We found a significant negative effect of mycoplasmosis on plumage coloration, but no significant effect of mycoplasmosis on the size of carotenoid breast patches. This observation is consistent with observations from feeding experiments in which access to carotenoid pigments had a large effect on plumage coloration but a small effect on patch size (Hill, 1992, 1993). This finding is also consistent with the idea that the quality of ornament pigmentation(coloration) and the area of the body with pigment (patch size) are under distinct developmental control, with largely independent responses to environmental challenges and different signaling function(Badyaev et al., 2001).

As a source of β-cryptoxanthin, we fed males in this experiment tangerine juice (Hill, 2000).β-cryptoxanthin is the predominant carotenoid in tangerine juice(Mangels et al., 1993), but the amount of β-cryptoxanthin ingested by male house finches in this study was probably still small compared to the amount of the pigment that is likely to be ingested by wild finches feeding on fruits. Males in both treatment groups appeared to have fewer pigments available than they needed for maximum expression of ornamental coloration, and all males were drab at the end of the feeding experiment. Experimentally infected males were simply drabber on average than uninfected males. We assume that we may have seen larger differences in plumage coloration between control and infected groups if males had been fed larger doses of β-cryptoxanthin, but it is also conceivable that access to more β-cryptoxanthin may have masked the effects of mycoplasmosis.

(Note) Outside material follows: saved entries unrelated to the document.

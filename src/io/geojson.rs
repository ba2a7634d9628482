//! GeoJSON (RFC 7946) export and import of a single boundary.

use anyhow::{anyhow, bail, Context, Result};
use serde_json::{json, Value};

use crate::{
    store::{BoundaryRecord, ImageryInput, ImageryType, RawBoundaryInput},
    types::GeoPoint,
};

static NO_PROPERTIES: Value = Value::Null;

/// Build a `Feature` with a `Polygon` geometry. The ring is written in
/// `[lng, lat]` order and closed.
pub(crate) fn boundary_feature(record: &BoundaryRecord) -> Value {
    let mut ring: Vec<[f64; 2]> = record.coordinates().iter()
        .map(|p| [p.lng, p.lat])
        .collect();
    if ring.len() > 1 && ring[0] != ring[ring.len() - 1] {
        ring.push(ring[0]);
    }

    json!({
        "type": "Feature",
        "geometry": {
            "type": "Polygon",
            "coordinates": [ring],
        },
        "properties": {
            "area_sqft": record.boundary.area,
            "perimeter_ft": record.boundary.perimeter,
            "units": record.boundary.units,
            "tool_type": record.tool_type,
            "timestamp": record.timestamp_string(),
            "imagery_type": record.imagery.kind,
            "imagery_quality": record.imagery.quality,
            "quality_score": record.quality_score(),
            "point_count": record.coordinates().len(),
        },
    })
}

pub(crate) fn write_boundary_geojson(record: &BoundaryRecord) -> Result<String> {
    serde_json::to_string_pretty(&boundary_feature(record))
        .context("[io::geojson] Failed to serialize GeoJSON")
}

/// Parse a Feature, a FeatureCollection (first polygonal feature) or a bare
/// Polygon/MultiPolygon geometry. Only the exterior ring of the first
/// polygon is used; properties supply measurement and imagery hints.
pub(crate) fn read_boundary_geojson(text: &str) -> Result<RawBoundaryInput> {
    let value: Value = serde_json::from_str(text).context("[io::geojson] Failed to parse GeoJSON")?;

    let (geometry, properties) = match value["type"].as_str() {
        Some("FeatureCollection") => {
            let features = value["features"].as_array()
                .ok_or_else(|| anyhow!("[io::geojson] FeatureCollection has no 'features' array"))?;
            let feature = features.iter()
                .find(|f| is_polygonal(&f["geometry"]))
                .ok_or_else(|| anyhow!("[io::geojson] FeatureCollection contains no Polygon feature"))?;
            (&feature["geometry"], &feature["properties"])
        }
        Some("Feature") => (&value["geometry"], &value["properties"]),
        Some("Polygon" | "MultiPolygon") => (&value, &NO_PROPERTIES),
        Some(other) => bail!("[io::geojson] Unsupported GeoJSON type '{other}'"),
        None => bail!("[io::geojson] Missing 'type' member"),
    };

    let exterior = exterior_ring(geometry)?;
    let coordinates = parse_ring_coords(exterior)?;

    let kind = properties["imagery_type"].as_str().map(ImageryType::from);
    let quality = properties["imagery_quality"].as_str().map(str::to_string);
    let imagery = (kind.is_some() || quality.is_some())
        .then(|| ImageryInput { kind, quality, ..Default::default() });

    Ok(RawBoundaryInput {
        coordinates,
        area: properties["area_sqft"].as_f64(),
        perimeter: properties["perimeter_ft"].as_f64(),
        imagery,
    })
}

fn is_polygonal(geometry: &Value) -> bool {
    matches!(geometry["type"].as_str(), Some("Polygon" | "MultiPolygon"))
}

fn exterior_ring(geometry: &Value) -> Result<&[Value]> {
    let coords = &geometry["coordinates"];
    let polygon = match geometry["type"].as_str() {
        Some("Polygon") => coords,
        Some("MultiPolygon") => &coords[0],
        Some(other) => bail!("[io::geojson] Expected a Polygon geometry, found '{other}'"),
        None => bail!("[io::geojson] Feature has no geometry"),
    };
    polygon[0].as_array()
        .map(Vec::as_slice)
        .ok_or_else(|| anyhow!("[io::geojson] Polygon is missing its exterior ring"))
}

/// Parse `[[lng, lat], ...]`. Positions must be arrays of at least two
/// members; non-numeric members become NaN and are left to the validator.
fn parse_ring_coords(coords: &[Value]) -> Result<Vec<GeoPoint>> {
    coords.iter().enumerate()
        .map(|(i, position)| {
            let pair = position.as_array()
                .filter(|a| a.len() >= 2)
                .ok_or_else(|| anyhow!("[io::geojson] Position {i} is not a [lng, lat] pair"))?;
            let lng = pair[0].as_f64().unwrap_or(f64::NAN);
            let lat = pair[1].as_f64().unwrap_or(f64::NAN);
            Ok(GeoPoint::new(lat, lng))
        })
        .collect()
}
mod geo_point;
mod units;

pub use geo_point::GeoPoint;
pub use units::{AreaUnit, LinearUnit, MeasurementUnits, FEET_PER_METER, METERS_PER_DEGREE, SQFT_PER_SQM};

Previous experimental studies of parasites and plumage coloration in house finches have focused on coccidiosis. In one sense, these studies are particularly valuable because they focus on a parasite for which a mechanism for direct inhibition of carotenoid utilization is known(Brawner et al., 2000). On the other hand, studies of coccidia leave open the question of the effects of parasites that do not directly inhibit carotenoid uptake or transport, but that have more general systemic effects on the bird and would have indirect effects on pigment utilization. MG is an upper respiratory disease(Jordan, 1996). It does not infect gastro-intestinal tissues and thus it is unlikely to directly affect carotenoid absorption. Nevertheless, we found that MG depressed expression of ornamental coloration. The present study, coupled with previous experiments on the effects of disease on house finches, shows that both parasites that specifically target gastro-intestinal tissues and directly disrupt carotenoid utilization as well as parasites that infect tissues outside the gastro-intestinal track can have a significant effect on how carotenoid pigments are utilized. The relative importance of these two types of parasites on expression of plumage coloration among males in wild populations remains to be determined.

One intriguing possibility is that, in birds infected with MG, carotenoids that could have been used for ornamental display were instead diverted to bolster the immune system against the infection(Lozano, 1994; Møller et al., 2000). We cannot assess this hypothesis with the data at hand, but it has yet to be shown for any species that there is a trade-off between use of carotenoids for ornamental plumage coloration and use of carotenoids for immune defense(Hill, 1999). A recent study on American goldfinches failed to find such a trade-off in a carefully controlled infection experiment (Navara and Hill 2003). A simpler explanation is that the house finches in this study that were infected with MG diverted energy away from pigment utilization to immune defense and this diversion of energy caused the loss of plumage coloration in infected males.

We thank Lisa Snowberg and Brad Staton for caring for the birds. This study was funded by NSF grants DEB0077804 and IBN9722171 to G.E.H.